Crown seeks life sentence for July 2015 letter bombs after Guido Amsel found guilty of attempted murder

A sentencing hearing got underway Wednesday for convicted letter bomber Guido Amsel.

Prosecutor Chris Vanderhooft told court the Crown is seeking a life sentence for the July 3,4 and 5 2015 bombings, and a 15-year sentence for the attempted murder of Amsel’s ex-wife Iris Amsel in 2013. 

Vanderhooft also told court since Amsel’s conviction he has not shown remorse for his actions, and cited two letters sent in September to Manitoba justice officials from Amsel saying he believes evidence was planted and continues to blame defence lawyers and the Crown for his case’s outcome.

“This type of denial and believing in conspiracies is deeply troubling,” he said.

“Obviously Amsel has no acceptance of what he’s done …. rehabilitation is doubtful.”

In May, Judge Tracey Lord found the then 52-year-old guilty of attempted murder against his ex-wife and two lawyers who he sent letter bombs to.
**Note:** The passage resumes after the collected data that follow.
//! The database handle and its lifecycle discipline.

use crate::document::{Document, MutableDocument};
use crate::error::{ClientError, ClientResult};
use crate::listener::{ListenerRegistration, ListenerRegistry};
use crate::query::Query;
use ferrydb_boundary::{
    DatabaseChangeSink, DatabaseHandle, DocumentChangeSink, Engine, QueryLanguage,
};
use parking_lot::{Mutex, RwLock};
use std::path::{Path, PathBuf};
use std::sync::Arc;

/// Lifecycle of a database handle. Closed and Deleted are both terminal;
/// they differ only in whether storage was removed.
enum Lifecycle {
    Open(DatabaseHandle),
    Closed,
    Deleted,
}

pub(crate) struct DatabaseInner {
    pub(crate) engine: Arc<dyn Engine>,
    name: String,
    lifecycle: RwLock<Lifecycle>,
    pub(crate) registry: ListenerRegistry,
    in_transaction: Mutex<bool>,
}

impl DatabaseInner {
    /// Returns the live handle, or a usage error mentioning `action`.
    pub(crate) fn require_open(&self, action: &str) -> ClientResult<DatabaseHandle> {
        match &*self.lifecycle.read() {
            Lifecycle::Open(handle) => Ok(handle.clone()),
            _ => Err(ClientError::invalid_state(format!(
                "cannot {action} a closed database"
            ))),
        }
    }

    pub(crate) fn is_open(&self) -> bool {
        matches!(&*self.lifecycle.read(), Lifecycle::Open(_))
    }
}

/// An open document database.
///
/// A `Database` owns exactly one live engine handle. [`close`] and
/// [`delete`] release it; both are terminal, and every operation on a
/// closed database fails with a usage error, including a second `close`.
/// Documents, queries, and replicators derived from a database hold a weak
/// back-reference: they become unusable once it closes, and never keep it
/// alive.
///
/// `Database` is cheaply cloneable; clones share the same underlying
/// handle and lifecycle.
///
/// [`close`]: Database::close
/// [`delete`]: Database::delete
#[derive(Clone)]
pub struct Database {
    pub(crate) inner: Arc<DatabaseInner>,
}

impl std::fmt::Debug for Database {
    fn fmt(&self, f: &mut std::fmt::Formatter<'_>) -> std::fmt::Result {
        f.debug_struct("Database").finish_non_exhaustive()
    }
}

impl Database {
    /// Opens or creates the named database on the given engine.
    ///
    /// With a directory the store is persistent; without one it lives in
    /// memory. Fails with a boundary error if the store cannot be created
    /// or is locked by another handle.
    pub fn open(
        engine: Arc<dyn Engine>,
        name: &str,
        directory: Option<&Path>,
    ) -> ClientResult<Self> {
        let handle = engine.open_database(name, directory)?;
        tracing::debug!(name, "database opened");
        Ok(Self {
            inner: Arc::new(DatabaseInner {
                engine,
                name: name.to_string(),
                lifecycle: RwLock::new(Lifecycle::Open(handle)),
                registry: ListenerRegistry::new(),
                in_transaction: Mutex::new(false),
            }),
        })
    }

    /// Removes a named database's storage without opening it.
    ///
    /// Returns false if nothing existed at the location.
    pub fn delete_by_name(
        engine: &Arc<dyn Engine>,
        name: &str,
        directory: &Path,
    ) -> ClientResult<bool> {
        Ok(engine.delete_database_by_name(name, directory)?)
    }

    /// The logical name the database was opened under.
    #[must_use]
    pub fn name(&self) -> &str {
        &self.inner.name
    }

    /// The on-disk location, or None for an in-memory database.
    pub fn path(&self) -> ClientResult<Option<PathBuf>> {
        let handle = self.inner.require_open("read the path of")?;
        Ok(self.inner.engine.database_path(&handle)?)
    }

    /// Returns true while the database is open.
    #[must_use]
    pub fn is_open(&self) -> bool {
        self.inner.is_open()
    }

    /// Closes the database.
    ///
    /// Cancels every listener registered through this database before the
    /// handle is released: once `close` returns, no further callback is
    /// observable. Calling `close` on a closed database is an error, not a
    /// no-op.
    pub fn close(&self) -> ClientResult<()> {
        let mut lifecycle = self.inner.lifecycle.write();
        let Lifecycle::Open(handle) = &*lifecycle else {
            return Err(ClientError::invalid_state(
                "cannot close a closed database",
            ));
        };
        self.inner.engine.close_database(handle)?;
        self.inner.registry.cancel_all();
        *lifecycle = Lifecycle::Closed;
        tracing::debug!(name = %self.inner.name, "database closed");
        Ok(())
    }

    /// Closes the database and removes its persisted storage. Terminal,
    /// with the same guard as [`close`](Database::close).
    pub fn delete(&self) -> ClientResult<()> {
        let mut lifecycle = self.inner.lifecycle.write();
        let Lifecycle::Open(handle) = &*lifecycle else {
            return Err(ClientError::invalid_state(
                "cannot delete a closed database",
            ));
        };
        self.inner.engine.delete_database(handle)?;
        self.inner.registry.cancel_all();
        *lifecycle = Lifecycle::Deleted;
        Ok(())
    }

    /// Fetches an immutable snapshot of a document.
    ///
    /// Returns None when no document with the id exists; a missing id is
    /// never an error.
    pub fn get_document(&self, id: &str) -> ClientResult<Option<Document>> {
        let handle = self.inner.require_open("get a document from")?;
        Ok(self.inner.engine.get_document(&handle, id)?.map(|doc| {
            Document::new(
                Arc::downgrade(&self.inner),
                Arc::clone(&self.inner.engine),
                doc,
                id.to_string(),
                true,
            )
        }))
    }

    /// Fetches an editable copy of a document, or None if the id does not
    /// exist.
    pub fn get_mutable_document(&self, id: &str) -> ClientResult<Option<MutableDocument>> {
        let handle = self.inner.require_open("get a document from")?;
        Ok(self
            .inner
            .engine
            .get_mutable_document(&handle, id)?
            .map(|doc| {
                MutableDocument::from_existing(
                    Arc::downgrade(&self.inner),
                    Arc::clone(&self.inner.engine),
                    doc,
                    id.to_string(),
                )
            }))
    }

    /// Commits a mutable document's buffered edits as one atomic write.
    ///
    /// Saving under an id that already exists overwrites the stored
    /// document; conflict handling beyond the returned success flag is the
    /// engine's concern. The draft is pushed across the boundary first, so
    /// malformed JSON set via `set_json` surfaces here as a boundary
    /// error, with the draft left intact.
    pub fn save_document(&self, document: &MutableDocument) -> ClientResult<bool> {
        let handle = self.inner.require_open("save a document to")?;
        document.guard("save")?;
        document.flush_draft()?;
        let saved = self.inner.engine.save_document(&handle, document.handle())?;
        if saved {
            document.mark_saved();
        }
        Ok(saved)
    }

    /// Deletes a document. The passed instance is invalidated on success;
    /// any later operation on it fails with a usage error.
    pub fn delete_document(&self, document: &Document) -> ClientResult<bool> {
        let handle = self.inner.require_open("delete a document from")?;
        document.guard("delete")?;
        let deleted = self.inner.engine.delete_document(&handle, document.handle())?;
        if deleted {
            document.invalidate();
        }
        Ok(deleted)
    }

    /// Compiles a query against this database.
    ///
    /// Fails with a boundary error carrying the engine's diagnostic when
    /// the text does not compile; the database stays open and usable.
    pub fn create_query(&self, language: QueryLanguage, text: &str) -> ClientResult<Query> {
        let handle = self.inner.require_open("create a query on")?;
        let query = self.inner.engine.create_query(&handle, language, text)?;
        Ok(Query::new(
            Arc::downgrade(&self.inner),
            Arc::clone(&self.inner.engine),
            query,
        ))
    }

    /// Registers a callback invoked with the ids changed by each commit.
    ///
    /// Registration does not keep the database open; closing it ends the
    /// subscription.
    pub fn add_change_listener(
        &self,
        handler: impl Fn(Vec<String>) + Send + Sync + 'static,
    ) -> ClientResult<ListenerRegistration> {
        let handle = self.inner.require_open("listen to changes on")?;
        let engine = Arc::clone(&self.inner.engine);
        self.inner
            .registry
            .register(Arc::clone(&self.inner.engine), move |record| {
                let record = Arc::clone(record);
                let sink: DatabaseChangeSink = Box::new(move |ids| {
                    if !record.is_cancelled() {
                        handler(ids);
                    }
                });
                engine.add_database_listener(&handle, sink)
            })
    }

    /// Registers a callback invoked when one specific document changes.
    pub fn add_document_change_listener(
        &self,
        doc_id: &str,
        handler: impl Fn(String) + Send + Sync + 'static,
    ) -> ClientResult<ListenerRegistration> {
        let handle = self
            .inner
            .require_open("listen to document changes on")?;
        let engine = Arc::clone(&self.inner.engine);
        let doc_id = doc_id.to_string();
        self.inner
            .registry
            .register(Arc::clone(&self.inner.engine), move |record| {
                let record = Arc::clone(record);
                let sink: DocumentChangeSink = Box::new(move |id| {
                    if !record.is_cancelled() {
                        handler(id);
                    }
                });
                engine.add_document_listener(&handle, &doc_id, sink)
            })
    }

    /// Begins a transaction bracketing a batch of writes.
    ///
    /// Nested transactions are not supported: a second begin before the
    /// matching end is a usage error.
    pub fn begin_transaction(&self) -> ClientResult<()> {
        let handle = self.inner.require_open("begin a transaction on")?;
        let mut in_transaction = self.inner.in_transaction.lock();
        if *in_transaction {
            return Err(ClientError::invalid_state(
                "a transaction is already in progress",
            ));
        }
        self.inner.engine.begin_transaction(&handle)?;
        *in_transaction = true;
        Ok(())
    }

    /// Ends the open transaction, committing or discarding its writes.
    pub fn end_transaction(&self, commit: bool) -> ClientResult<()> {
        let handle = self.inner.require_open("end a transaction on")?;
        let mut in_transaction = self.inner.in_transaction.lock();
        if !*in_transaction {
            return Err(ClientError::invalid_state("no transaction is in progress"));
        }
        self.inner.engine.end_transaction(&handle, commit)?;
        *in_transaction = false;
        Ok(())
    }

    /// Returns true while a transaction is open.
    #[must_use]
    pub fn in_transaction(&self) -> bool {
        *self.inner.in_transaction.lock()
    }
}

#[cfg(test)]
mod tests {
    use super::*;
    use ferrydb_engine::LocalEngine;

    fn open() -> Database {
        Database::open(Arc::new(LocalEngine::new()), "db1", None).unwrap()
    }

    #[test]
    fn close_is_terminal() {
        let db = open();
        assert!(db.is_open());

        db.close().unwrap();
        assert!(!db.is_open());

        let err = db.close().unwrap_err();
        assert!(err.is_invalid_state());
        assert!(err.to_string().contains("cannot close a closed database"));
    }

    #[test]
    fn every_operation_fails_after_close() {
        let db = open();
        db.close().unwrap();

        assert!(db.get_document("x").unwrap_err().is_invalid_state());
        assert!(db.get_mutable_document("x").unwrap_err().is_invalid_state());
        assert!(db.path().unwrap_err().is_invalid_state());
        assert!(db
            .add_change_listener(|_| {})
            .unwrap_err()
            .is_invalid_state());
        assert!(db
            .add_document_change_listener("x", |_| {})
            .unwrap_err()
            .is_invalid_state());
        assert!(db.begin_transaction().unwrap_err().is_invalid_state());
        assert!(db
            .create_query(QueryLanguage::Sql, "SELECT * FROM docs")
            .unwrap_err()
            .is_invalid_state());
        assert!(db.delete().unwrap_err().is_invalid_state());
    }

    #[test]
    fn clones_share_lifecycle() {
        let db = open();
        let clone = db.clone();
        db.close().unwrap();
        assert!(!clone.is_open());
    }

    #[test]
    fn nested_transactions_are_rejected() {
        let db = open();
        db.begin_transaction().unwrap();
        assert!(db.in_transaction());

        let err = db.begin_transaction().unwrap_err();
        assert!(err.is_invalid_state());

        db.end_transaction(false).unwrap();
        assert!(!db.in_transaction());

        let err = db.end_transaction(true).unwrap_err();
        assert!(err.is_invalid_state());
    }

    #[test]
    fn name_survives_close() {
        let db = open();
        db.close().unwrap();
        assert_eq!(db.name(), "db1");
    }
}
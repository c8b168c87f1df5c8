//! Content-addressable stores.
//!
//! Every store is keyed by digest. Readers handed out by [`ContentStore::fetch`]
//! verify the content as it streams: a digest or size mismatch fails the read
//! instead of surfacing as corrupt data.

mod local;
mod memory;
mod remote;
mod verify;

use std::pin::Pin;

use async_trait::async_trait;
use plfm_span_index::Descriptor;
use tokio::io::AsyncRead;

use crate::error::StoreError;

pub use local::LocalStore;
pub use memory::MemoryStore;
pub use remote::RemoteStore;
pub use verify::VerifyingReader;

/// An owned, sendable byte stream.
pub type BoxReader = Pin<Box<dyn AsyncRead + Send>>;

/// Content store addressed by digest.
#[async_trait]
pub trait ContentStore: Send + Sync {
    /// Opens the content for `descriptor`.
    ///
    /// A size of zero means the size is unknown; the content is then looked
    /// up by digest alone. Returns [`StoreError::NotFound`] on a miss.
    async fn fetch(&self, descriptor: &Descriptor) -> Result<BoxReader, StoreError>;

    /// Writes `content` under `descriptor.digest`.
    ///
    /// The content is verified before it becomes visible. Pushing a digest
    /// that is already present succeeds without reading `content`.
    async fn push(&self, descriptor: &Descriptor, content: BoxReader) -> Result<(), StoreError>;

    async fn exists(&self, descriptor: &Descriptor) -> Result<bool, StoreError>;
}
//! Directory-backed content store.

use std::io;
use std::path::{Path, PathBuf};

use async_trait::async_trait;
use plfm_span_index::{Descriptor, Digest};
use rand::Rng;
use tokio::fs::{self, File};
use tokio::io::{AsyncWriteExt, BufReader};
use tracing::{debug, info};

use super::{BoxReader, ContentStore, VerifyingReader};
use crate::error::StoreError;

/// Content store rooted at a directory, laid out as `<root>/<algorithm>/<hex>`.
///
/// Writes land in a temporary file next to their destination and are renamed
/// into place once verified, so a digest path only ever holds complete,
/// verified content.
#[derive(Debug, Clone)]
pub struct LocalStore {
    root: PathBuf,
}

impl LocalStore {
    pub fn new(root: impl Into<PathBuf>) -> Self {
        Self { root: root.into() }
    }

    pub fn root(&self) -> &Path {
        &self.root
    }

    /// Path of the content for `digest`.
    pub fn path(&self, digest: &Digest) -> PathBuf {
        self.root
            .join(digest.algorithm().as_str())
            .join(digest.hex())
    }

    fn temp_path(&self, digest: &Digest) -> PathBuf {
        let suffix: u32 = rand::rng().random();
        self.root
            .join(digest.algorithm().as_str())
            .join(format!(".{}.{suffix:08x}.tmp", digest.hex()))
    }

    async fn write(
        &self,
        descriptor: &Descriptor,
        content: BoxReader,
        temp: &Path,
    ) -> Result<u64, StoreError> {
        let mut file = File::create(temp).await?;
        let mut verified = VerifyingReader::new(content, descriptor);
        let written = tokio::io::copy(&mut verified, &mut file).await?;
        file.flush().await?;
        file.sync_all().await?;
        Ok(written)
    }
}

#[async_trait]
impl ContentStore for LocalStore {
    async fn fetch(&self, descriptor: &Descriptor) -> Result<BoxReader, StoreError> {
        let path = self.path(&descriptor.digest);
        let file = match File::open(&path).await {
            Ok(file) => file,
            Err(e) if e.kind() == io::ErrorKind::NotFound => {
                return Err(StoreError::NotFound(descriptor.digest.clone()));
            }
            Err(e) => return Err(e.into()),
        };

        Ok(Box::pin(VerifyingReader::new(BufReader::new(file), descriptor)))
    }

    async fn push(&self, descriptor: &Descriptor, content: BoxReader) -> Result<(), StoreError> {
        let path = self.path(&descriptor.digest);
        if fs::try_exists(&path).await? {
            debug!(digest = %descriptor.digest, "Content already present");
            return Ok(());
        }

        if let Some(parent) = path.parent() {
            fs::create_dir_all(parent).await?;
        }

        let temp = self.temp_path(&descriptor.digest);
        let written = match self.write(descriptor, content, &temp).await {
            Ok(written) => written,
            Err(e) => {
                fs::remove_file(&temp).await.ok();
                return Err(e);
            }
        };

        if let Err(e) = fs::rename(&temp, &path).await {
            fs::remove_file(&temp).await.ok();
            return Err(e.into());
        }

        info!(digest = %descriptor.digest, size = written, "Content stored");
        Ok(())
    }

    async fn exists(&self, descriptor: &Descriptor) -> Result<bool, StoreError> {
        Ok(fs::try_exists(self.path(&descriptor.digest)).await?)
    }
}

#[cfg(test)]
mod tests {
    use tempfile::TempDir;
    use tokio::io::AsyncReadExt;

    use super::*;

    fn reader(data: &'static [u8]) -> BoxReader {
        Box::pin(data)
    }

    async fn read_all(mut reader: BoxReader) -> Result<Vec<u8>, StoreError> {
        let mut out = Vec::new();
        reader.read_to_end(&mut out).await?;
        Ok(out)
    }

    #[test]
    fn test_path_layout() {
        let store = LocalStore::new("/var/lib/test/content");
        let digest = Digest::sha256(b"hello");
        assert_eq!(
            store.path(&digest),
            PathBuf::from(format!("/var/lib/test/content/sha256/{}", digest.hex()))
        );
    }

    #[tokio::test]
    async fn test_push_then_fetch() {
        let dir = TempDir::new().unwrap();
        let store = LocalStore::new(dir.path());
        let descriptor = Descriptor::for_bytes(b"checkpoint data");

        assert!(!store.exists(&descriptor).await.unwrap());
        store.push(&descriptor, reader(b"checkpoint data")).await.unwrap();
        assert!(store.exists(&descriptor).await.unwrap());

        let content = read_all(store.fetch(&descriptor).await.unwrap()).await.unwrap();
        assert_eq!(content, b"checkpoint data");

        // Lookup by digest alone.
        let by_digest = Descriptor::from_digest(descriptor.digest.clone());
        let content = read_all(store.fetch(&by_digest).await.unwrap()).await.unwrap();
        assert_eq!(content, b"checkpoint data");
    }

    #[tokio::test]
    async fn test_fetch_miss_is_not_found() {
        let dir = TempDir::new().unwrap();
        let store = LocalStore::new(dir.path());
        let err = store
            .fetch(&Descriptor::for_bytes(b"absent"))
            .await
            .err()
            .unwrap();
        assert!(err.is_not_found());
    }

    #[tokio::test]
    async fn test_push_is_idempotent() {
        let dir = TempDir::new().unwrap();
        let store = LocalStore::new(dir.path());
        let descriptor = Descriptor::for_bytes(b"blob");

        store.push(&descriptor, reader(b"blob")).await.unwrap();
        // The second push does not read its content, so garbage is harmless.
        store.push(&descriptor, reader(b"garbage")).await.unwrap();

        let content = read_all(store.fetch(&descriptor).await.unwrap()).await.unwrap();
        assert_eq!(content, b"blob");
    }

    #[tokio::test]
    async fn test_corrupt_push_leaves_nothing_behind() {
        let dir = TempDir::new().unwrap();
        let store = LocalStore::new(dir.path());
        let descriptor = Descriptor::for_bytes(b"expected");

        let err = store.push(&descriptor, reader(b"tampered")).await.unwrap_err();
        assert!(matches!(err, StoreError::Verify(_)));
        assert!(!store.exists(&descriptor).await.unwrap());

        let leftovers: Vec<_> = std::fs::read_dir(dir.path().join("sha256"))
            .unwrap()
            .collect();
        assert!(leftovers.is_empty());
    }

    #[tokio::test]
    async fn test_fetch_detects_on_disk_corruption() {
        let dir = TempDir::new().unwrap();
        let store = LocalStore::new(dir.path());
        let descriptor = Descriptor::for_bytes(b"original");
        store.push(&descriptor, reader(b"original")).await.unwrap();

        std::fs::write(store.path(&descriptor.digest), b"modified").unwrap();

        let err = read_all(store.fetch(&descriptor).await.unwrap())
            .await
            .unwrap_err();
        assert!(matches!(err, StoreError::Verify(_)));
    }
}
One of the lawyers, Maria Mitousis lost her right hand in a July 2015 explosion at her office and was present at the hearing Wednesday.

Mitousis had represented Amsel’s former wife, Iris Amsel, who had been in a financial dispute with the now-convicted letter bomber. Two other explosives were found at the time, but they did not go off and were later safely detonated by police.

Guido Amsel was also found guilty of attempted murder in a December 2013 incident involving Iris Amsel, in which a device detonated outside her home, but not guilty of attempted murder as charged in connection with Iris Amsel’s boyfriend, who was also at the house at the time.

Defence lawyer Andrew Synyshyn told court Amsel maintains his innocence and said a sentence of 20-25 years for all four counts of attempted murder in 2013 and 2015 would be appropriate.

“Everything we are aware of, he’s never been involved with the criminal justice system before. that’s an important an consideration for someone who’s never been convicted of anything of charged with anything, said Synyshyn.

Lord is scheduled to make a decision about Amsel’s sentence Nov. 22.


The emotional and physical impact of the explosion in her office is forever with lawyer Mitousis.

In her victim impact statement, she told court about her life since losing her right hand.

“Sometimes I see the scars of my damaged arm as a badge of strength and of survival; sometimes they are a permanent reminder of the cruelty that one human being can inflict on another,” Mitousis said.

She told the court if Amsel was released she would fear for her safety and the safety of others.

Mitousis said she still can’t embrace forgiveness or redemption, and finds it impossible to show him empathy.

“After this is over, I will forget him. He will disappear from my consciousness,” she said.